2. Eiser heeft aan zijn asielaanvraag ten grondslag gelegd dat hij, omdat er niet genoeg geld was om van te leven, geld heeft geleend van verschillende personen. Eiser stelt dat de personen van wie hij geld had geleend, na twee jaar dat geld kwamen opeisen. Eén van de schuldeisers, [naam] genaamd, stuurde personen op hem af en hij is door verschillende mensen in elkaar geslagen. Eiser stelt dat zijn arm is gebroken en dat hij ook is beschoten. De politie stond aan de kant van [naam] . Toen eiser wat geld had gespaard, heeft hij het land verlaten. Eiser heeft daarnaast aan zijn asielaanvraag ten grondslag gelegd dat hij geen toekomst voor zichzelf ziet in Albanië, omdat hij niet gedocumenteerd is.
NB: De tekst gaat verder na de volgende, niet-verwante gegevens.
//! Scenario suite configuration types
//!
//! Defines the data structures for deserializing YAML scenario suites,
//! plus the built-in Schwarz cubes suite used when no file is given.

use serde::Deserialize;
use std::collections::HashSet;
use std::path::{Path, PathBuf};

use crate::common::{Error, Result};

use super::check::Criterion;

/// Placeholder in command arguments replaced by the scenario input file
pub const INPUT_PLACEHOLDER: &str = "{input}";

/// A complete scenario suite loaded from a YAML file
#[derive(Deserialize, Debug, Clone)]
pub struct Suite {
    /// Name of the suite
    pub name: String,
    /// Optional description of what the suite verifies
    pub description: Option<String>,
    /// Directory the simulation runs in, relative to the suite file
    pub working_dir: Option<PathBuf>,
    /// How to invoke the simulation
    pub command: Option<CommandConfig>,
    /// Marker text preceding the checked value
    pub marker: Option<String>,
    /// Kill a simulation after this many seconds
    pub timeout_secs: Option<u64>,
    /// Scenarios, run in order
    pub scenarios: Vec<Scenario>,
    /// Directory containing the suite file
    #[serde(skip)]
    pub source_dir: PathBuf,
}

/// Simulation command line
#[derive(Deserialize, Debug, Clone)]
pub struct CommandConfig {
    /// Executable; falls back to the runner config when unset
    pub program: Option<PathBuf>,
    /// Arguments, with `{input}` substituted per scenario
    #[serde(default = "default_args")]
    pub args: Vec<String>,
}

fn default_args() -> Vec<String> {
    vec![INPUT_PLACEHOLDER.to_string()]
}

/// One named regression case
#[derive(Deserialize, Debug, Clone)]
pub struct Scenario {
    /// Scenario name, also the log file stem
    pub name: String,
    /// Optional description
    pub description: Option<String>,
    /// Input deck handed to the simulation
    pub input: PathBuf,
    /// Known-good value
    pub reference: f64,
    /// Allowed deviation on either side of the reference
    pub tolerance: f64,
    /// Marker override for this scenario
    pub marker: Option<String>,
}

impl Scenario {
    /// Acceptance criterion for this scenario
    pub fn criterion(&self) -> Criterion {
        Criterion::new(self.reference, self.tolerance)
    }
}

impl Suite {
    /// Load and validate a suite from a YAML file
    pub fn load(path: &Path) -> Result<Self> {
        let content = std::fs::read_to_string(path).map_err(|e| Error::file_read(path, e))?;
        let source_dir = path
            .parent()
            .filter(|p| !p.as_os_str().is_empty())
            .unwrap_or(Path::new("."));
        Self::parse(&content, source_dir)
    }

    /// Parse and validate a suite from YAML text
    pub fn parse(content: &str, source_dir: &Path) -> Result<Self> {
        let mut suite: Suite = serde_yaml::from_str(content)?;
        suite.source_dir = source_dir.to_path_buf();
        suite.validate()?;
        Ok(suite)
    }

    /// The Schwarz coupled cubes suite: Dirichlet and Schwarz-Dirichlet
    /// boundary conditions, both driven by `cubes.yaml`
    pub fn builtin() -> Self {
        let cubes = |name: &str, reference: f64| Scenario {
            name: name.to_string(),
            description: None,
            input: PathBuf::from("cubes.yaml"),
            reference,
            tolerance: 1.0e-9,
            marker: None,
        };

        Self {
            name: "Schwarz_Cubes".to_string(),
            description: Some("Schwarz coupled cubes, mean value of the final solution".to_string()),
            working_dir: None,
            command: None,
            marker: None,
            timeout_secs: None,
            scenarios: vec![
                cubes("Cubes_DBC", 0.000809523809524),
                cubes("Cubes_SDBC", 0.000809523809521),
            ],
            source_dir: PathBuf::from("."),
        }
    }

    /// Load the suite at `path`, or the built-in suite
    pub fn load_or_builtin(path: Option<&Path>) -> Result<Self> {
        match path {
            Some(path) => Self::load(path),
            None => Ok(Self::builtin()),
        }
    }

    /// Check structural invariants
    pub fn validate(&self) -> Result<()> {
        if self.scenarios.is_empty() {
            return Err(Error::invalid_suite(&self.name, "no scenarios defined"));
        }

        let mut seen = HashSet::new();
        for scenario in &self.scenarios {
            let name = scenario.name.as_str();
            if name.is_empty() || name == "." || name == ".." || name.contains(['/', '\\']) {
                return Err(Error::invalid_suite(
                    &self.name,
                    format!("scenario name '{}' cannot be used as a log file name", name),
                ));
            }
            if !seen.insert(name) {
                return Err(Error::invalid_suite(
                    &self.name,
                    format!("duplicate scenario '{}'", name),
                ));
            }
            if !scenario.reference.is_finite() {
                return Err(Error::invalid_suite(
                    &self.name,
                    format!("scenario '{}' has a non-finite reference", name),
                ));
            }
            if !scenario.tolerance.is_finite() || scenario.tolerance < 0.0 {
                return Err(Error::invalid_suite(
                    &self.name,
                    format!("scenario '{}' needs a finite, non-negative tolerance", name),
                ));
            }
            if matches!(&scenario.marker, Some(m) if m.trim().is_empty()) {
                return Err(Error::invalid_suite(
                    &self.name,
                    format!("scenario '{}' has an empty marker", name),
                ));
            }
        }

        if matches!(&self.marker, Some(m) if m.trim().is_empty()) {
            return Err(Error::invalid_suite(&self.name, "empty marker"));
        }

        Ok(())
    }

    /// Look up a scenario by name
    pub fn scenario(&self, name: &str) -> Result<&Scenario> {
        self.scenarios
            .iter()
            .find(|s| s.name == name)
            .ok_or_else(|| Error::unknown_scenario(name, &self.scenario_names()))
    }

    /// Select scenarios by name, keeping suite order; empty selects all
    pub fn select(&self, names: &[String]) -> Result<Vec<&Scenario>> {
        if names.is_empty() {
            return Ok(self.scenarios.iter().collect());
        }
        for name in names {
            self.scenario(name)?;
        }
        Ok(self
            .scenarios
            .iter()
            .filter(|s| names.contains(&s.name))
            .collect())
    }

    /// Names of all scenarios, in order
    pub fn scenario_names(&self) -> Vec<&str> {
        self.scenarios.iter().map(|s| s.name.as_str()).collect()
    }

    /// Directory the simulation runs in
    pub fn work_dir(&self) -> PathBuf {
        match &self.working_dir {
            Some(dir) => self.source_dir.join(dir),
            None => self.source_dir.clone(),
        }
    }

    /// Command arguments for `scenario`
    pub fn args_for(&self, scenario: &Scenario) -> Vec<String> {
        let template = self
            .command
            .as_ref()
            .map(|c| c.args.clone())
            .unwrap_or_else(default_args);
        let input = scenario.input.to_string_lossy();
        template
            .iter()
            .map(|arg| arg.replace(INPUT_PLACEHOLDER, &input))
            .collect()
    }
}

#[cfg(test)]
mod tests {
    use super::*;

    const SUITE: &str = r#"
name: Schwarz_Cubes
description: Coupled cubes
working_dir: run
command:
  program: ./AlbanyT
  args: ["--verbose", "{input}"]
timeout_secs: 120
scenarios:
  - name: Cubes_DBC
    input: cubes.yaml
    reference: 0.000809523809524
    tolerance: 1.0e-9
  - name: Cubes_SDBC
    input: cubes_sdbc.yaml
    reference: 0.000809523809521
    tolerance: 1.0e-9
    marker: "MeanValue:"
"#;

    #[test]
    fn test_parse_suite() {
        let suite = Suite::parse(SUITE, Path::new("/tests/cubes")).unwrap();
        assert_eq!(suite.name, "Schwarz_Cubes");
        assert_eq!(suite.scenarios.len(), 2);
        assert_eq!(suite.timeout_secs, Some(120));
        assert_eq!(suite.work_dir(), PathBuf::from("/tests/cubes/run"));
        assert_eq!(suite.scenarios[1].marker.as_deref(), Some("MeanValue:"));
    }

    #[test]
    fn test_args_substitute_input() {
        let suite = Suite::parse(SUITE, Path::new(".")).unwrap();
        let args = suite.args_for(&suite.scenarios[1]);
        assert_eq!(args, vec!["--verbose", "cubes_sdbc.yaml"]);
    }

    #[test]
    fn test_default_args_are_input_only() {
        let suite = Suite::builtin();
        assert_eq!(suite.args_for(&suite.scenarios[0]), vec!["cubes.yaml"]);
    }

    #[test]
    fn test_builtin_suite() {
        let suite = Suite::builtin();
        suite.validate().unwrap();
        assert_eq!(suite.scenario_names(), vec!["Cubes_DBC", "Cubes_SDBC"]);
        assert_eq!(suite.scenarios[0].reference, 0.000809523809524);
        assert_eq!(suite.scenarios[1].reference, 0.000809523809521);
        assert!(suite.scenarios.iter().all(|s| s.tolerance == 1.0e-9));
        assert_eq!(suite.work_dir(), PathBuf::from("."));
    }

    #[test]
    fn test_select_keeps_suite_order() {
        let suite = Suite::builtin();
        let names = vec!["Cubes_SDBC".to_string(), "Cubes_DBC".to_string()];
        let selected = suite.select(&names).unwrap();
        assert_eq!(selected[0].name, "Cubes_DBC");
        assert_eq!(selected[1].name, "Cubes_SDBC");

        assert_eq!(suite.select(&[]).unwrap().len(), 2);
    }

    #[test]
    fn test_select_unknown_scenario() {
        let suite = Suite::builtin();
        let err = suite.select(&["Cubes_NBC".to_string()]).unwrap_err();
        assert!(matches!(err, Error::UnknownScenario { .. }));
    }

    #[test]
    fn test_rejects_duplicate_names() {
        let yaml = r#"
name: dup
scenarios:
  - { name: A, input: a.yaml, reference: 1.0, tolerance: 0.1 }
  - { name: A, input: b.yaml, reference: 1.0, tolerance: 0.1 }
"#;
        let err = Suite::parse(yaml, Path::new(".")).unwrap_err();
        assert!(err.to_string().contains("duplicate scenario 'A'"));
    }

    #[test]
    fn test_rejects_path_like_names() {
        let yaml = r#"
name: bad
scenarios:
  - { name: "../escape", input: a.yaml, reference: 1.0, tolerance: 0.1 }
"#;
        assert!(Suite::parse(yaml, Path::new(".")).is_err());
    }

    #[test]
    fn test_rejects_negative_tolerance() {
        let yaml = r#"
name: bad
scenarios:
  - { name: A, input: a.yaml, reference: 1.0, tolerance: -0.1 }
"#;
        assert!(Suite::parse(yaml, Path::new(".")).is_err());
    }

    #[test]
    fn test_rejects_empty_suite() {
        let err = Suite::parse("name: empty\nscenarios: []\n", Path::new(".")).unwrap_err();
        assert!(err.to_string().contains("no scenarios"));
    }

    #[test]
    fn test_malformed_yaml_is_yaml_error() {
        let err = Suite::parse("name: [unclosed", Path::new(".")).unwrap_err();
        assert!(matches!(err, Error::Yaml(_)));
    }
}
Het standpunt van verweerder
3. Het asielrelaas van eiser bevat volgens verweerder de volgende relevante elementen:
  • Identiteit, nationaliteit en herkomst.
  • Betrokkene stelt dat hij is mishandeld en beschoten door [naam] of zijn handlangers omdat hij hem geld is verschuldigd.
4. Verweerder heeft zich hierover op het standpunt gesteld dat de verklaringen van eiser over zijn identiteit, nationaliteit en herkomst geloofwaardig worden geacht. De verklaringen van eiser over de mishandeling en beschieting door [naam] of zijn handlangers acht verweerder ongeloofwaardig. Daarnaast heeft verweerder zich op het standpunt gesteld dat eiser afkomstig is uit Albanië, dat Albanië wordt beschouwd als veilig land van herkomst, dat daarom in zijn algemeenheid kan worden aangenomen dat vreemdelingen afkomstig uit Albanië aldaar niet te vrezen hebben voor problemen welke verlening van internationale bescherming rechtvaardigen en dat eiser er niet in is geslaagd om het tegendeel aannemelijk te maken. Eiser komt volgens verweerder niet in aanmerking voor een verblijfsvergunning asiel op grond van artikel 29, eerste lid, aanhef en onder a of b, van de Vw 2000.
Het standpunt van eiser
5. Eiser kan zich niet verenigen met het bestreden besluit. Op hetgeen eiser heeft aangevoerd zal hierna – voor zover van belang – nader worden ingegaan.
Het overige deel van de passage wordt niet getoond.